Madeleine Albright and Secretary of Defense William Cohen went to an Ohio town hall
meeting to try to sell their tough talk on Saddam Hussein and they got clobbered by skeptical
questioners. They don't dare to risk a town hall meeting on NATO Expansion, which commits
us, not just to a quick bomb strike against one obnoxious outlaw, but to use ground troops, over
and over again, to defend Eastern European borders when we may have friendly ties on both
sides.
The supporters of the NATO Treaty admit that the admission of Poland, Hungary and the
Czech Republic will be followed by many others. Romania, Slovenia, and Bulgaria are already
lining up.
On January 12, Clinton signed a Charter of Partnership at the White House with the
presidents of Lithuania, Latvia and Estonia. It explicitly supports bringing those countries into
NATO and, while not binding, Administration spokesmen bragged that future administrations
will not be able to back away from it.
When Madeleine Albright testified before the Senate Foreign Relations Committee, she
admitted that this treaty commits us to defend not only the borders, but the NATO-defined
"interests" of Eastern Europe. She urged that NATO extend its geographic reach beyond
Europe to "the Middle East to Central Africa."
The NATO Treaty means that NATO, not Congress, will decide when America goes to
war. It will inflict us with one "Bosnia" after another, using our Armed Services as global
policemen and global social workers in costly conflicts that are none of America's business.
It means institutionalizing Clinton's Presidential Decision Directive 25 (PDD 25) to put
U.S. troops under foreign commanders. It will cost billions of taxpayer dollars by assuring
perpetual foreign giveaways to countries that are unwilling to pay to defend themselves.

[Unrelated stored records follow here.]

use crate::core::truncation::truncate_file;
use crate::domain::errors::{Cancelled, TruncateError};
use crate::domain::models::{
    CancelFlag, DropReason, DroppedEntry, ExclusionReason, FileEntry, Plan, SelectedFile, Selection,
};
use log::{debug, info};
use std::path::Path;

/// Per-file limits applied while reading included files.
#[derive(Debug, Clone, Copy, PartialEq, Eq)]
pub struct FileLimits {
    pub max_lines: usize,
    pub max_bytes: usize,
}

/// Identity of a file being (re)read, shared by first reads and ladder re-reads.
struct Source<'a> {
    rel_path: &'a str,
    abs_path: &'a Path,
    slices: &'a [String],
    primary_slice: &'a str,
    priority: i32,
}

impl<'a> From<&'a SelectedFile> for Source<'a> {
    fn from(file: &'a SelectedFile) -> Self {
        Self {
            rel_path: &file.rel_path,
            abs_path: &file.abs_path,
            slices: &file.slices,
            primary_slice: &file.primary_slice,
            priority: file.primary_priority,
        }
    }
}

impl<'a> From<&'a FileEntry> for Source<'a> {
    fn from(entry: &'a FileEntry) -> Self {
        Self {
            rel_path: &entry.rel_path,
            abs_path: &entry.abs_path,
            slices: &entry.slices,
            primary_slice: &entry.primary_slice,
            priority: entry.priority,
        }
    }
}

impl Source<'_> {
    fn read(&self, limits: FileLimits) -> Result<FileEntry, DroppedEntry> {
        match truncate_file(self.abs_path, limits.max_lines, limits.max_bytes) {
            Ok((original_bytes, out)) => Ok(FileEntry {
                rel_path: self.rel_path.to_string(),
                abs_path: self.abs_path.to_path_buf(),
                slices: self.slices.to_vec(),
                primary_slice: self.primary_slice.to_string(),
                priority: self.priority,
                original_lines: out.original_lines,
                original_bytes,
                kept_lines: out.kept_lines,
                kept_bytes: out.kept_bytes,
                truncated: out.truncated,
                content: out.content,
            }),
            Err(e) => {
                debug!("Dropping {}: {}", self.rel_path, e);
                let reason = match e {
                    TruncateError::InvalidEncoding => DropReason::InvalidEncoding,
                    TruncateError::Unreadable(_) => ExclusionReason::Unreadable.into(),
                };
                Err(self.dropped(reason, e.to_string()))
            }
        }
    }

    fn dropped(&self, reason: DropReason, detail: impl Into<String>) -> DroppedEntry {
        DroppedEntry {
            rel_path: self.rel_path.to_string(),
            slices: self.slices.to_vec(),
            primary_slice: self.primary_slice.to_string(),
            reason,
            detail: detail.into(),
        }
    }
}

/// Turns a resolved selection into a plan: classifier exclusions become drops,
/// every other file is read and truncated.
pub fn build_plan(
    profile: &str,
    enabled_ordered: &[String],
    selection: &Selection,
    limits: FileLimits,
    cancel: &CancelFlag,
) -> Result<Plan, Cancelled> {
    info!(
        "Building plan for profile {} from {} files",
        profile,
        selection.included.len()
    );
    let mut plan = Plan::new(profile, enabled_ordered.to_vec());

    for file in &selection.dropped {
        let source = Source::from(file);
        let (reason, detail) = match &file.exclusion {
            Some(exclusion) => (exclusion.reason.into(), exclusion.detail.clone()),
            None => (ExclusionReason::Unreadable.into(), String::new()),
        };
        plan.dropped.push(source.dropped(reason, detail));
    }

    for file in &selection.included {
        if cancel.is_cancelled() {
            return Err(Cancelled);
        }
        match Source::from(file).read(limits) {
            Ok(entry) => plan.included.push(entry),
            Err(dropped) => plan.dropped.push(dropped),
        }
    }

    plan.normalize();
    info!(
        "Plan: {} included, {} dropped",
        plan.included.len(),
        plan.dropped.len()
    );
    Ok(plan)
}

/// Re-reads every included file with new limits. Files that fail on re-read move to dropped.
pub fn retruncate(plan: &Plan, limits: FileLimits, cancel: &CancelFlag) -> Result<Plan, Cancelled> {
    let mut next = plan.clone();
    next.included = Vec::with_capacity(plan.included.len());

    for entry in &plan.included {
        if cancel.is_cancelled() {
            return Err(Cancelled);
        }
        match Source::from(entry).read(limits) {
            Ok(entry) => next.included.push(entry),
            Err(dropped) => next.dropped.push(dropped),
        }
    }

    next.normalize();
    Ok(next)
}

/// Moves every included file whose primary slice is `slice` to dropped.
pub fn drop_slice(plan: &Plan, slice: &str) -> Plan {
    let mut next = plan.clone();
    next.dropped_slices.push(slice.to_string());

    let (removed, kept): (Vec<FileEntry>, Vec<FileEntry>) = plan
        .included
        .iter()
        .cloned()
        .partition(|f| f.primary_slice == slice);
    next.included = kept;
    next.dropped.extend(
        removed
            .iter()
            .map(|f| Source::from(f).dropped(DropReason::BudgetExceeded, "slice dropped")),
    );

    next.normalize();
    next
}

The NATO Treaty is a repudiation of Ronald Reagan's successful strategy of peace
through strength, and its replacement by the Clinton-Albright strategy of repeatedly using our
military forces under NATO or UN command.
The NATO Treaty also repudiates George Washington's advice "to steer clear of
permanent alliances with any portion of the foreign world," and instead commits us to
permanent involvement in foreign conflicts. It should be called Clinton's Go-To-War Treaty.